|
Theatersaison am Goethe-Gymnasium eröffnet
Brilliante Komödie um einen untoten Selbstmörder
Denn die Komödie des deutschstämmigen Russen Nikolai Erdmann (1902-1970) spielt im sowjetischen Russland der 30er Jahre, und die lange Reihe der Unzufriedenen braucht ein Sprachrohr, dem die Geheimpolizei nichts anhaben kann - "Sie sterben ja sowieso". Semjon jedoch, zunächst noch berauscht von der ungewohnten Rolle des tragischen Helden, die ihm aufgedrängt wird, bekommt mit Herannahen seiner Todesstunde zunehmend Muffensausen, und die Sache droht vollends aus dem Ruder zu laufen...

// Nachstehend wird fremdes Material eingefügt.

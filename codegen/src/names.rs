use kt_keccak::LaneIndex;

/// Letters for the x coordinate of a lane, sheet or word name.
const X_LETTERS: [char; 5] = ['a', 'e', 'i', 'o', 'u'];
/// Letters for the y coordinate of a lane name.
const Y_LETTERS: [char; 5] = ['b', 'g', 'k', 'm', 's'];

/// The identifiers the generated code uses for each role of the state.
///
/// * `a`: the round input, `b`: the lanes after ρ and π, `c`: the sheet parities,
///   `d`: the θ terms, `e`: the round output.
/// * `state` and `input`: the word arrays used by the marshalling code.
///
/// Lane words are named `{prefix}{y letter}{x letter}[z]` and sheet words
/// `{prefix}{x letter}[z]`, the word index `z` only appearing when lanes are interleaved.
/// Using a prefix ending in `##` (e.g. `A##`) yields token-pasting macro parameters.
#[derive(Clone, Debug, PartialEq, Eq)]
pub struct NameBinding {
    pub a: String,
    pub b: String,
    pub c: String,
    pub d: String,
    pub e: String,
    pub state: String,
    pub input: String,
}

impl NameBinding {
    /// The plain names `A` to `E`, `state` and `input`.
    pub fn standard() -> Self {
        Self {
            a: "A".into(),
            b: "B".into(),
            c: "C".into(),
            d: "D".into(),
            e: "E".into(),
            state: "state".into(),
            input: "input".into(),
        }
    }

    /// Names for code reading its input from `a` and writing its output to `e`, all other
    /// roles keeping their current names.
    pub fn with_input_output(&self, a: impl Into<String>, e: impl Into<String>) -> Self {
        Self {
            a: a.into(),
            e: e.into(),
            ..self.clone()
        }
    }

    /// The same binding with the round input and output swapped, as used by every other
    /// round of an unrolled loop.
    pub fn swapped(&self) -> Self {
        self.with_input_output(self.e.clone(), self.a.clone())
    }
}

/// Name of word `z` of lane `(x, y)`.
pub(crate) fn lane_word(prefix: &str, lane: LaneIndex, z: usize, interleaving: usize) -> String {
    let mut name = format!("{prefix}{}{}", Y_LETTERS[lane.y], X_LETTERS[lane.x]);
    if interleaving > 1 {
        name.push_str(&z.to_string());
    }
    name
}

/// Name of word `z` of sheet `x`.
pub(crate) fn sheet_word(prefix: &str, x: usize, z: usize, interleaving: usize) -> String {
    let mut name = format!("{prefix}{}", X_LETTERS[x % 5]);
    if interleaving > 1 {
        name.push_str(&z.to_string());
    }
    name
}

Josef Abasszada spielt diesen Todeskandidaten wider Willen als empfindsamen Choleriker mit großer Bandbreite, und Marie Coring als Ehefrau Maria und Josefina Engel als Schwiegermutter stehen ihm in nichts nach. Da fliegt schon mal im Streit ein Satz Geschirr durch die Luft - als aber die Frauen von Semjons Todesplan erfahren, hebt ein Heulen und Wehklagen an, das nur von der Sorge um modische Trauerkleidung kurz unterbrochen wird. Doch wir haben es hier mit einem echten Ensemblestück zu tun, und Einzelne hervorzuheben scheint angesichts der beachtlichen Kollektivleistung fast ein Frevel; stellvertretend seien nur Andrej Molcanov und Inga Reimann genannt als intellektuelle Drahtzieher der Politintrige, Mariann Yar und Jaqueline Trigo Pires als konkurrierende Liebhaberinnen mit Sexappeal ("Erschießen Sie sich um meinetwillen!“) und Onur Onaran als schlitzohriger Nachbar, der sich ungefragt zum Agenten des Todeskandidaten aufspielt und einen schwunghaften Handel mit Zugangsrechten beginnt. Und auch einen echten Kommunisten gibt es, einen grimmigen Außenseiter, der zwar das Gezerre ums Selbstmordmotiv nicht mitmacht, aber vom Sozialismus auch nicht mehr erwartet, als dass es allen so schlecht gehen möge wie ihm: Annie Berend wirkt heller und schneller als diese Rolle, gewinnt ihr aber durchaus einen Hauch herber Aufschneiderei und Männlichkeit ab.